REPUBLIKA.CO.ID, BEIRUT-- Ledakan di Beirut yang menewaskan 100 orang dapat membawa Lebanon menuju kelaparan. Sebelum ledakan terjadi, negara Timur Tengah itu sudah mengalami krisis ekonomi dan diterpa pandemi virus Corona.
Lebanon juga menjadi tuan rumah bagi 1 juta pengungsi Suriah yang hancur karena perang. Berdasarkan gambar yang diambil pesawat tanpa awak, ledakan di pelabuhan itu menghancurkan gudang gandum mereka.
Berdasarkan data Departemen Pertanian Amerika Serikat (AS), Lebanon mengimpor sekitar 80 persen pasokan gandumnya. Kini gudang yang menyimpan sekitar 85 persen pasokan gandum negara itu hancur.
Kantor berita Lebanon National News Agency (NNA) mengutip Menteri Ekonomi dan Perdagangan Raoul Nehme mengatakan gudang gandum telah 'terkontaminasi' dan tidak bisa digunakan. Tapi ia bersikeras cadangan gandum Lebanon cukup dan pemerintah akan segera mengimpornya lagi.
Sebelum ledakan terjadi Lebanon sudah diambang kebangkrutan. Mati lampu 20 jam sehari, tumpukan sampah bergunung-gunung dan antrean di depan stasiun pengisian bahan bakar sudah menjadi hal biasa di negara itu.

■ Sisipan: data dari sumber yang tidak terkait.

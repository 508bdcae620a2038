//! Slash-separated path helpers shared by every backend.
//!
//! Backend paths always use `/` as separator: `user/repo/branch/sub/file`
//! for versioned stores and absolute paths for the local filesystem.

use crate::error::{Error, Result};

/// Join `rel` onto `base`.
pub fn join(base: &str, rel: &str) -> String {
    let rel = rel.trim_start_matches('/');
    if rel.is_empty() {
        return base.to_string();
    }
    if base.is_empty() {
        return rel.to_string();
    }
    format!("{}/{}", base.trim_end_matches('/'), rel)
}

/// Split a path into `(parent, final component)`.
///
/// `"a/b/c"` gives `("a/b", "c")`, `"/c"` gives `("/", "c")` and `"c"` gives `("", "c")`.
pub fn split(path: &str) -> (&str, &str) {
    match path.rsplit_once('/') {
        Some(("", name)) if path.starts_with('/') => ("/", name),
        Some((parent, name)) => (parent, name),
        None => ("", path),
    }
}

pub fn parent(path: &str) -> &str {
    split(path).0
}

pub fn file_name(path: &str) -> &str {
    split(path).1
}

/// Remove trailing separators, keeping a lone `/`.
pub fn strip_trailing_slash(path: &str) -> &str {
    let trimmed = path.trim_end_matches('/');
    if trimmed.is_empty() && path.starts_with('/') {
        "/"
    } else {
        trimmed
    }
}

pub fn has_trailing_slash(path: &str) -> bool {
    path.len() > 1 && path.ends_with('/')
}

pub fn has_wildcard(path: &str) -> bool {
    path.contains('*') || path.contains('?')
}

/// Path of `path` relative to `root`, if `path` lies under it.
pub fn relative_to<'a>(path: &'a str, root: &str) -> Option<&'a str> {
    let root = strip_trailing_slash(root);
    if root.is_empty() {
        return Some(path.trim_start_matches('/'));
    }
    if root == "/" {
        return path.strip_prefix('/');
    }
    path.strip_prefix(root)?.strip_prefix('/')
}

/// Whether one of `a` and `b` is the other or an ancestor of it.
pub fn overlaps(a: &str, b: &str) -> bool {
    let under = |inner: &str, outer: &str| {
        outer.is_empty() || inner.strip_prefix(outer).is_some_and(|rest| rest.starts_with('/'))
    };
    a == b || under(a, b) || under(b, a)
}

/// Reject relative paths that are empty or contain `.`, `..` or empty components.
pub fn validate_relative(rel: &str) -> Result<()> {
    if rel.is_empty() {
        return Err(Error::validation("empty relative path"));
    }
    for component in rel.split('/') {
        if component.is_empty() || component == "." || component == ".." {
            return Err(Error::validation(format!(
                "illegal path component {:?} in {}",
                component, rel
            )));
        }
    }
    Ok(())
}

Lebanon sudah bergulat dari satu bencana ke bencana lainnya. Akhir-akhir ini kesulitan semakin menjadi-jadi. PHK massal, rumah sakit terancam ditutup, toko-toko dan restoran bankrut.
Angka kejahatan yang didorong keputusasaan meningkat pesat. Militer sudah tidak lagi mampu memberikan makan tentaranya daging dan penjual hewan ternak menjual barang kadaluarsa.
Kecepatan jatuhnya Lebanon hingga ke titik terendahnya sudah sangat mengkhawatirkan. Setelah diterpa krisis finansial, kebankrutan berbagai institusi, hiperinflansi dan meningkatnya angka kemiskinan lalu pandemi virus Corona kini gudang gandum mereka hancur karena ledakan amonium nitrat.
Pada Senin (3/8) menteri luar negeri mereka pun mengundurkan diri. Lemahnya visi dan keinginan untuk mengimplementasikan reformasi struktural dapat mendorong negara itu menjadi 'negara gagal'.
Negara yang pernah menjadi panutan negara multikultural di dunia Arab itu menuju gerbang kehancuran. Negeri kecil di Mediterania itu pernah dikenal sebagai negara yang memiliki identitas dan semangat kewirausahaan yang kuat.
"Salah satu masalah Lebanon adalah korupsi sudah didemokratisasi, tidak terpusat pada satu orang, semua sudah berakhir," kata wakil presiden Carnegie Endowment for International Peace, Marwan Muasher Senin dalam sebuah acara yang diselenggarakan Center for Global Policy.